Tantang China, Jepun Siap Memproduksi Banyak Jenis Baterai Mobil Listrik
TOKYO – Negeri Matahari Terbit akan memberikan lebih besar banyak subsidi untuk produksi sel kendaraan listrik, juga menjanjikan USD2,4 miliar untuk mengupayakan proyek terkait oleh Toyota Motor dan perusahaan besar lainnya, seiring upaya Negeri Sakura untuk menguatkan rantai pasokan baterainya.
Pemerintah akan menyokong 12 proyek penyimpanan sel atau suku cadang, material atau peralatan produksinya hingga 350 miliar yen (USD2,44 miliar), kata Menteri Ekonomi, Perdagangan, lalu Industri Ken Saito terhadap wartawan.
“Kami berharap upaya ini dapat menguatkan rantai pasokan sel penyimpanan Jepun kemudian daya saing sektor penyimpan daya penyimpanan,” kata Saito seperti dilansir dari NewStraitsTimes.
Langkah ini akan membantu meningkatkan kapasitas produksi tahunan negara yang dimaksud untuk penyimpanan akumulator sekitar 50 persen menjadi 120 gigawatt-jam (GWh), dari pada waktu ini 80 GWh, media Jepun melaporkan sebelumnya pada hari Jumat.
Dukungan pemerintah mencakup dukungan pembangunan ekonomi oleh Toyota, Nissan Motor, juga proyek dengan yang mana akan dijalankan oleh unit energi Panasonic Holdings dengan produsen mobil Subaru dan juga Mazda Motor, kata Saito.

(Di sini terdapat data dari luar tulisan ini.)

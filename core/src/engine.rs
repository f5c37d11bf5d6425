//! Synthesis engine capability consumed by the coordinator.
//!
//! The engine is opaque: it enumerates voices, accepts one playback request at a
//! time keyed by an [`UtteranceId`], and reports lifecycle callbacks as
//! [`PlaybackEvent`]s on the channel created by [`playback_channel`].

use crate::types::{PlaybackEvent, PlaybackRequest, UtteranceId, VoiceDescriptor};
use crate::{Result, SpeechError};
use async_trait::async_trait;
use tokio::sync::mpsc;

pub type PlaybackEventSender = mpsc::UnboundedSender<PlaybackEvent>;
pub type PlaybackEventReceiver = mpsc::UnboundedReceiver<PlaybackEvent>;

/// Channel on which an engine reports lifecycle callbacks.
/// The engine keeps the sender; the speech service consumes the receiver.
pub fn playback_channel() -> (PlaybackEventSender, PlaybackEventReceiver) {
    mpsc::unbounded_channel()
}

#[async_trait]
pub trait SpeechEngine: Send + Sync {
    /// Display name for logs (e.g. "espeak-ng")
    fn name(&self) -> String;

    /// Current voice catalog. May be empty while the engine is still loading.
    async fn voices(&self) -> Result<Vec<VoiceDescriptor>>;

    /// Start playback of `request`. Must not block; completion is reported
    /// asynchronously as `Completed { id }` or `Failed { id, .. }`.
    fn submit(&self, id: UtteranceId, request: PlaybackRequest) -> Result<()>;

    /// Abort everything in flight. No callbacks are required for aborted requests.
    fn cancel_all(&self);

    /// Suspend sound output of the current request
    fn pause(&self);

    fn resume(&self);

    /// Synthesize `request` to WAV bytes without playing it.
    async fn render(&self, _request: PlaybackRequest) -> Result<Vec<u8>> {
        Err(SpeechError::Unsupported(format!(
            "{} cannot render audio to a buffer",
            self.name()
        )))
    }
}
//! Single-consumer speech queue.
//!
//! States are `Idle` (no utterance in flight) and `Speaking` (exactly one
//! utterance submitted to the engine). The in-flight [`UtteranceId`] is the only
//! mutual-exclusion mechanism: engine callbacks carrying any other id are stale
//! (cancelled by `stop()` or urgent preemption) and are ignored.
//!
//! The coordinator never sleeps on its own except during [`QueueCoordinator::initialize`].
//! The inter-utterance pause after a completion is returned to the caller of
//! [`QueueCoordinator::handle_event`], which must call
//! [`QueueCoordinator::try_start_next`] once it has elapsed.

use crate::config::{InitPolicy, SpeechConfig};
use crate::context::EmotionalContextTable;
use crate::engine::SpeechEngine;
use crate::enhance::TextEnhancer;
use crate::types::{
    CoordinatorStatus, PlaybackEvent, PlaybackRequest, Priority, Settings, SettingsUpdate,
    SpeechItem, UtteranceId, VoiceDescriptor,
};
use crate::utterance::UtteranceBuilder;
use crate::voice::{find_by_name, VoiceSelector};
use crate::{Result, SpeechError};
use std::collections::VecDeque;
use std::sync::Arc;
use std::time::Duration;
use tracing::{debug, info, warn};

pub struct QueueCoordinator {
    engine: Arc<dyn SpeechEngine>,
    contexts: EmotionalContextTable,
    selector: VoiceSelector,
    init_policy: InitPolicy,
    settings: Settings,
    queue: VecDeque<SpeechItem>,
    catalog: Vec<VoiceDescriptor>,
    current_voice: Option<VoiceDescriptor>,
    in_flight: Option<UtteranceId>,
    next_id: u64,
    initialized: bool,
}

impl QueueCoordinator {
    pub fn new(engine: Arc<dyn SpeechEngine>, config: SpeechConfig) -> Self {
        Self {
            engine,
            contexts: config.contexts,
            selector: VoiceSelector::new(&config.preferred_voices),
            init_policy: config.init,
            settings: config.settings,
            queue: VecDeque::new(),
            catalog: Vec::new(),
            current_voice: None,
            in_flight: None,
            next_id: 0,
            initialized: false,
        }
    }

    /// Load the voice catalog and pick the initial voice.
    ///
    /// Voices may take a while to appear, so enumeration is retried with
    /// exponential backoff up to `InitPolicy::max_attempts` times. Enumeration
    /// errors count as an empty catalog. Once initialized, further calls are
    /// no-ops.
    pub async fn initialize(&mut self) -> Result<()> {
        if self.initialized {
            return Ok(());
        }

        let max_attempts = self.init_policy.max_attempts.max(1);
        for attempt in 1..=max_attempts {
            match self.engine.voices().await {
                Ok(voices) if !voices.is_empty() => {
                    self.catalog = voices;
                    if self.current_voice.is_none() {
                        self.current_voice = self.selector.select_best_voice(&self.catalog);
                    }
                    self.initialized = true;
                    info!(
                        target: "speech",
                        engine = %self.engine.name(),
                        voices = self.catalog.len(),
                        voice = ?self.current_voice_name(),
                        attempt,
                        "Speech coordinator initialized"
                    );
                    return Ok(());
                }
                Ok(_) => {
                    debug!(target: "speech", attempt, "Voice catalog still empty");
                }
                Err(e) => {
                    warn!(target: "speech", attempt, error = %e, "Voice enumeration failed");
                }
            }
            if attempt < max_attempts {
                tokio::time::sleep(self.init_policy.backoff(attempt)).await;
            }
        }

        warn!(
            target: "speech",
            attempts = max_attempts,
            "Giving up waiting for the voice catalog"
        );
        Err(SpeechError::Initialization {
            attempts: max_attempts,
        })
    }

    pub fn speak(&mut self, text: impl Into<String>, sign_type: Option<&str>, priority: Priority) {
        self.enqueue(SpeechItem::new(text, sign_type, priority));
    }

    /// Append `item` to the queue. An urgent item first aborts the current
    /// utterance and discards everything queued, becoming the sole entry.
    pub fn enqueue(&mut self, item: SpeechItem) {
        if item.priority == Priority::Urgent {
            self.abort_current_and_clear_queue();
        }
        debug!(
            target: "speech",
            priority = ?item.priority,
            sign_type = ?item.sign_type,
            queued = self.queue.len() + 1,
            "Enqueued speech item"
        );
        self.queue.push_back(item);
        if self.in_flight.is_none() {
            self.try_start_next();
        }
    }

    /// Submit the head of the queue unless an utterance is already in flight.
    /// Items the engine refuses synchronously are dropped and the next one is tried.
    pub fn try_start_next(&mut self) {
        while self.in_flight.is_none() {
            let Some(item) = self.queue.pop_front() else {
                return;
            };
            let id = self.mint_id();
            let request = UtteranceBuilder::new(&self.contexts).build(
                &item,
                self.current_voice.as_ref(),
                &self.settings,
            );
            self.in_flight = Some(id);
            debug!(target: "speech", id = %id, text = %request.text, "Starting utterance");

            if let Err(e) = self.engine.submit(id, request) {
                warn!(target: "speech", id = %id, error = %e, "Playback failed to start; dropping utterance");
                self.in_flight = None;
            }
        }
    }

    /// Apply an engine callback.
    ///
    /// Returns the pause to wait before calling [`Self::try_start_next`] when
    /// the current utterance completed normally.
    pub fn handle_event(&mut self, event: PlaybackEvent) -> Option<Duration> {
        let id = event.id();
        if self.in_flight != Some(id) {
            debug!(target: "speech", id = %id, "Ignoring callback for a cancelled utterance");
            return None;
        }

        match event {
            PlaybackEvent::Started { .. } => {
                debug!(target: "speech", id = %id, "Utterance started");
                None
            }
            PlaybackEvent::Completed { .. } => {
                self.in_flight = None;
                debug!(target: "speech", id = %id, remaining = self.queue.len(), "Utterance completed");
                Some(Duration::from_millis(self.settings.pause_between_ms))
            }
            PlaybackEvent::Failed { reason, .. } => {
                warn!(target: "speech", id = %id, reason = %reason, "Playback error; dropping utterance");
                self.in_flight = None;
                self.try_start_next();
                None
            }
        }
    }

    /// Cancel the current utterance and clear the queue. Idempotent.
    pub fn stop(&mut self) {
        self.abort_current_and_clear_queue();
    }

    pub fn pause(&self) {
        self.engine.pause();
    }

    pub fn resume(&self) {
        self.engine.resume();
    }

    pub fn voices(&self) -> &[VoiceDescriptor] {
        &self.catalog
    }

    /// Switch to the catalog voice named exactly `name`.
    /// Unknown names leave the current voice untouched.
    pub fn set_voice(&mut self, name: &str) -> bool {
        match find_by_name(&self.catalog, name) {
            Some(voice) => {
                info!(target: "speech", voice = %voice.name, "Voice changed");
                self.current_voice = Some(voice.clone());
                true
            }
            None => {
                debug!(target: "speech", requested = %name, "No voice with that name");
                false
            }
        }
    }

    /// Merge into the default settings. Affects the next built request only.
    pub fn update_settings(&mut self, update: SettingsUpdate) {
        self.settings.merge(update);
        debug!(target: "speech", settings = ?self.settings, "Settings updated");
    }

    pub fn settings(&self) -> &Settings {
        &self.settings
    }

    pub fn status(&self) -> CoordinatorStatus {
        CoordinatorStatus {
            initialized: self.initialized,
            is_speaking: self.is_speaking(),
            queue_length: self.queue.len(),
            current_voice_name: self.current_voice_name(),
            settings: self.settings.clone(),
        }
    }

    pub fn is_speaking(&self) -> bool {
        self.in_flight.is_some()
    }

    pub fn current_utterance(&self) -> Option<UtteranceId> {
        self.in_flight
    }

    pub fn current_voice(&self) -> Option<&VoiceDescriptor> {
        self.current_voice.as_ref()
    }

    pub fn contexts(&self) -> &EmotionalContextTable {
        &self.contexts
    }

    /// Enhanced text for `text`, without enqueueing anything
    pub fn preview(&self, text: &str, sign_type: Option<&str>) -> String {
        TextEnhancer::new(&self.contexts).enhance(text, sign_type)
    }

    /// Build a playback request with the current voice and settings, outside the queue
    pub fn materialize(&self, text: &str, sign_type: Option<&str>) -> PlaybackRequest {
        let item = SpeechItem::new(text, sign_type, Priority::Normal);
        UtteranceBuilder::new(&self.contexts).build(
            &item,
            self.current_voice.as_ref(),
            &self.settings,
        )
    }

    fn abort_current_and_clear_queue(&mut self) {
        let discarded = self.queue.len();
        self.queue.clear();
        if let Some(id) = self.in_flight.take() {
            self.engine.cancel_all();
            debug!(target: "speech", id = %id, discarded, "Cancelled current utterance");
        } else if discarded > 0 {
            debug!(target: "speech", discarded, "Cleared speech queue");
        }
    }

    fn current_voice_name(&self) -> Option<String> {
        self.current_voice.as_ref().map(|v| v.name.clone())
    }

    fn mint_id(&mut self) -> UtteranceId {
        self.next_id += 1;
        UtteranceId(self.next_id)
    }
}
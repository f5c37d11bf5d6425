//! Voice selection with deterministic fallback.

use crate::types::VoiceDescriptor;

/// Voices known to sound natural, in order of preference
pub const DEFAULT_PREFERRED_VOICES: &[&str] = &[
    "samantha",
    "zira",
    "google us english",
    "david",
    "mark",
    "hazel",
    "alex",
];

#[derive(Clone, Debug)]
pub struct VoiceSelector {
    /// Lowercased name fragments, matched as substrings
    preferred: Vec<String>,
}

impl Default for VoiceSelector {
    fn default() -> Self {
        Self::new(DEFAULT_PREFERRED_VOICES.iter().copied())
    }
}

impl VoiceSelector {
    pub fn new<I, S>(preferred: I) -> Self
    where
        I: IntoIterator<Item = S>,
        S: AsRef<str>,
    {
        Self {
            preferred: preferred
                .into_iter()
                .map(|s| s.as_ref().trim().to_lowercase())
                .filter(|s| !s.is_empty())
                .collect(),
        }
    }

    pub fn preferred(&self) -> &[String] {
        &self.preferred
    }

    /// Pick a voice from `catalog`.
    ///
    /// Preference order wins over catalog order: the first preferred name that
    /// matches any entry decides. Without a match, the first local English
    /// voice is used, then simply the first entry. An empty catalog yields
    /// `None` and the caller is expected to retry once voices have loaded.
    pub fn select_best_voice(&self, catalog: &[VoiceDescriptor]) -> Option<VoiceDescriptor> {
        for wanted in &self.preferred {
            if let Some(voice) = catalog
                .iter()
                .find(|v| v.name.to_lowercase().contains(wanted.as_str()))
            {
                return Some(voice.clone());
            }
        }
        catalog
            .iter()
            .find(|v| v.is_english() && v.is_local)
            .or_else(|| catalog.first())
            .cloned()
    }
}

/// Exact-name lookup used by explicit voice changes
pub fn find_by_name<'a>(catalog: &'a [VoiceDescriptor], name: &str) -> Option<&'a VoiceDescriptor> {
    catalog.iter().find(|v| v.name == name)
}
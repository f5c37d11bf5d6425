//! CLI engine against stand-in synthesizer and player scripts
#![cfg(unix)]

use signvox_audio::{Backend, CliEngineConfig, CliSpeechEngine};
use signvox_core::{
    playback_channel, PlaybackEvent, PlaybackEventReceiver, PlaybackRequest, SpeechEngine,
    UtteranceId,
};
use std::os::unix::fs::PermissionsExt;
use std::path::{Path, PathBuf};
use tokio::time::{sleep, timeout, Duration};

/// Fake espeak-ng: sleeps, then writes a tiny WAV to the `-w` argument if given.
const SYNTH: &str = r#"#!/bin/sh
out=""
while [ $# -gt 0 ]; do
  if [ "$1" = "-w" ]; then out="$2"; shift; fi
  shift
done
sleep __DELAY__
if [ -n "$out" ]; then printf 'RIFF' > "$out"; fi
"#;

/// Fake player: records the file it was given, optionally lingers, then leaves a marker.
const PLAYER: &str = r#"#!/bin/sh
echo "$1" > "__DIR__/played_path"
sleep __DELAY__
touch "__DIR__/played"
"#;

struct Fixture {
    dir: PathBuf,
}

impl Fixture {
    fn new(name: &str) -> Self {
        let dir = std::env::temp_dir().join(format!(
            "signvox_{name}_{}",
            std::time::SystemTime::now()
                .duration_since(std::time::UNIX_EPOCH)
                .unwrap()
                .as_nanos()
        ));
        std::fs::create_dir_all(&dir).unwrap();
        Self { dir }
    }

    fn script(&self, name: &str, body: &str) -> PathBuf {
        let path = self.dir.join(name);
        std::fs::write(&path, body.replace("__DIR__", &self.dir.to_string_lossy())).unwrap();
        std::fs::set_permissions(&path, std::fs::Permissions::from_mode(0o755)).unwrap();
        path
    }

    fn config(&self, synth_delay: &str, player_delay: &str, timeout_ms: u64) -> CliEngineConfig {
        let synth = self.script("synth.sh", &SYNTH.replace("__DELAY__", synth_delay));
        let player = self.script("player.sh", &PLAYER.replace("__DELAY__", player_delay));
        let mut cfg = CliEngineConfig::console();
        cfg.temp_dir = self.dir.clone();
        cfg.timeout_ms = timeout_ms;
        cfg.espeak_bin = Some(synth);
        cfg.player = Some(player.to_string_lossy().to_string());
        cfg
    }

    fn played(&self) -> bool {
        self.dir.join("played").exists()
    }

    fn played_path(&self) -> Option<PathBuf> {
        std::fs::read_to_string(self.dir.join("played_path"))
            .ok()
            .map(|s| PathBuf::from(s.trim()))
    }
}

impl Drop for Fixture {
    fn drop(&mut self) {
        let _ = std::fs::remove_dir_all(&self.dir);
    }
}

fn request(text: &str) -> PlaybackRequest {
    PlaybackRequest {
        text: text.to_string(),
        voice: None,
        rate: 1.0,
        pitch: 1.0,
        volume: 1.0,
    }
}

async fn next_event(rx: &mut PlaybackEventReceiver, within: Duration) -> PlaybackEvent {
    timeout(within, rx.recv())
        .await
        .expect("no playback event in time")
        .expect("event channel closed")
}

async fn wait_for_file(path: &Path, within: Duration) -> bool {
    timeout(within, async {
        while !path.exists() {
            sleep(Duration::from_millis(10)).await;
        }
    })
    .await
    .is_ok()
}

#[tokio::test]
async fn test_plays_synthesized_wav_and_cleans_up() {
    let fx = Fixture::new("plays");
    let (tx, mut rx) = playback_channel();
    let engine = CliSpeechEngine::new(fx.config("0", "0", 5_000), tx);
    assert_eq!(engine.backend(), Backend::Espeak);

    engine.submit(UtteranceId(1), request("hello")).unwrap();
    assert_eq!(
        next_event(&mut rx, Duration::from_secs(2)).await,
        PlaybackEvent::Started { id: UtteranceId(1) }
    );
    assert_eq!(
        next_event(&mut rx, Duration::from_secs(5)).await,
        PlaybackEvent::Completed { id: UtteranceId(1) }
    );

    assert!(fx.played());
    let wav = fx.played_path().unwrap();
    assert!(wav.starts_with(&fx.dir));
    assert!(!wav.exists());
}

#[tokio::test]
async fn test_pause_before_playback_holds_the_player() {
    let fx = Fixture::new("pause_early");
    let (tx, mut rx) = playback_channel();
    let engine = CliSpeechEngine::new(fx.config("0.2", "0", 5_000), tx);

    engine.submit(UtteranceId(1), request("hello")).unwrap();
    engine.pause();

    sleep(Duration::from_secs(1)).await;
    assert!(!fx.played());

    engine.resume();
    assert!(wait_for_file(&fx.dir.join("played"), Duration::from_secs(5)).await);
    assert_eq!(
        next_event(&mut rx, Duration::from_secs(1)).await,
        PlaybackEvent::Started { id: UtteranceId(1) }
    );
    assert_eq!(
        next_event(&mut rx, Duration::from_secs(5)).await,
        PlaybackEvent::Completed { id: UtteranceId(1) }
    );
}

#[tokio::test]
async fn test_pause_during_synthesis_outlasts_timeout() {
    let fx = Fixture::new("pause_long");
    let (tx, mut rx) = playback_channel();
    let engine = CliSpeechEngine::new(fx.config("0.6", "0", 1_000), tx);

    engine.submit(UtteranceId(1), request("hello")).unwrap();
    assert_eq!(
        next_event(&mut rx, Duration::from_secs(1)).await,
        PlaybackEvent::Started { id: UtteranceId(1) }
    );

    sleep(Duration::from_millis(150)).await;
    engine.pause();
    sleep(Duration::from_millis(1_300)).await;
    assert!(rx.try_recv().is_err());
    assert!(!fx.played());

    engine.resume();
    assert_eq!(
        next_event(&mut rx, Duration::from_secs(5)).await,
        PlaybackEvent::Completed { id: UtteranceId(1) }
    );
    assert!(fx.played());
}

#[tokio::test]
async fn test_pause_suspends_running_player() {
    let fx = Fixture::new("pause_player");
    let (tx, mut rx) = playback_channel();
    let engine = CliSpeechEngine::new(fx.config("0", "0.5", 5_000), tx);

    engine.submit(UtteranceId(1), request("hello")).unwrap();
    assert!(wait_for_file(&fx.dir.join("played_path"), Duration::from_secs(2)).await);
    engine.pause();

    sleep(Duration::from_secs(1)).await;
    assert!(!fx.played());

    engine.resume();
    assert!(wait_for_file(&fx.dir.join("played"), Duration::from_secs(5)).await);
    let _started = next_event(&mut rx, Duration::from_secs(1)).await;
    assert_eq!(
        next_event(&mut rx, Duration::from_secs(5)).await,
        PlaybackEvent::Completed { id: UtteranceId(1) }
    );
}

#[tokio::test]
async fn test_cancel_kills_player_and_removes_wav() {
    let fx = Fixture::new("cancel");
    let (tx, mut rx) = playback_channel();
    let engine = CliSpeechEngine::new(fx.config("0", "0.5", 5_000), tx);

    engine.submit(UtteranceId(1), request("hello")).unwrap();
    assert!(wait_for_file(&fx.dir.join("played_path"), Duration::from_secs(2)).await);
    let wav = fx.played_path().unwrap();

    engine.cancel_all();
    sleep(Duration::from_secs(1)).await;

    assert!(!fx.played());
    assert!(!wav.exists());
    // Started only; aborted playback reports nothing further
    assert_eq!(
        next_event(&mut rx, Duration::from_secs(1)).await,
        PlaybackEvent::Started { id: UtteranceId(1) }
    );
    assert!(rx.try_recv().is_err());
}

#[tokio::test]
async fn test_cancel_while_paused_still_kills() {
    let fx = Fixture::new("cancel_paused");
    let (tx, _rx) = playback_channel();
    let engine = CliSpeechEngine::new(fx.config("0", "0.3", 5_000), tx);

    engine.submit(UtteranceId(1), request("hello")).unwrap();
    assert!(wait_for_file(&fx.dir.join("played_path"), Duration::from_secs(2)).await);
    engine.pause();
    engine.cancel_all();
    // Resuming after cancel has nothing to act on
    engine.resume();

    sleep(Duration::from_secs(1)).await;
    assert!(!fx.played());
}

#[tokio::test]
async fn test_hung_synthesizer_times_out() {
    let fx = Fixture::new("timeout");
    let (tx, mut rx) = playback_channel();
    let engine = CliSpeechEngine::new(fx.config("5", "0", 300), tx);

    engine.submit(UtteranceId(4), request("hello")).unwrap();
    let _started = next_event(&mut rx, Duration::from_secs(1)).await;
    match next_event(&mut rx, Duration::from_secs(3)).await {
        PlaybackEvent::Failed { id, reason } => {
            assert_eq!(id, UtteranceId(4));
            assert!(reason.contains("timed out"), "{reason}");
        }
        other => panic!("expected failure, got {other:?}"),
    }
    assert!(!fx.played());
}

#[tokio::test]
async fn test_render_returns_wav_bytes() {
    let fx = Fixture::new("render");
    let (tx, _rx) = playback_channel();
    let engine = CliSpeechEngine::new(fx.config("0", "0", 5_000), tx);

    let bytes = engine.render(request("hello")).await.unwrap();
    assert_eq!(bytes, b"RIFF");
    assert!(!fx.played());
}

Dukungan terbaru datang setelahnya pemerintah menjanjikan subsidi hampir USD1 miliar untuk produksi elemen penyimpan daya penyimpanan pada Juni tahun lalu juga subsidi gelombang pertama pada April 2023.
Toyota akan menginvestasikan total sekitar 245 miliar yen dengan anak perusahaan baterainya Prime Planet Energy & Solutions kemudian Primeearth EV Energy untuk meningkatkan kapasitas produksi penyimpan daya solid-state juga prismatik sebesar 9 GWh, kata kementerian industri.
Nissan pada pernyataannya menyatakan sudah menerima sertifikasi dari pemerintah untuk rencana memproduksi penyimpan daya lithium-besi-fosfat.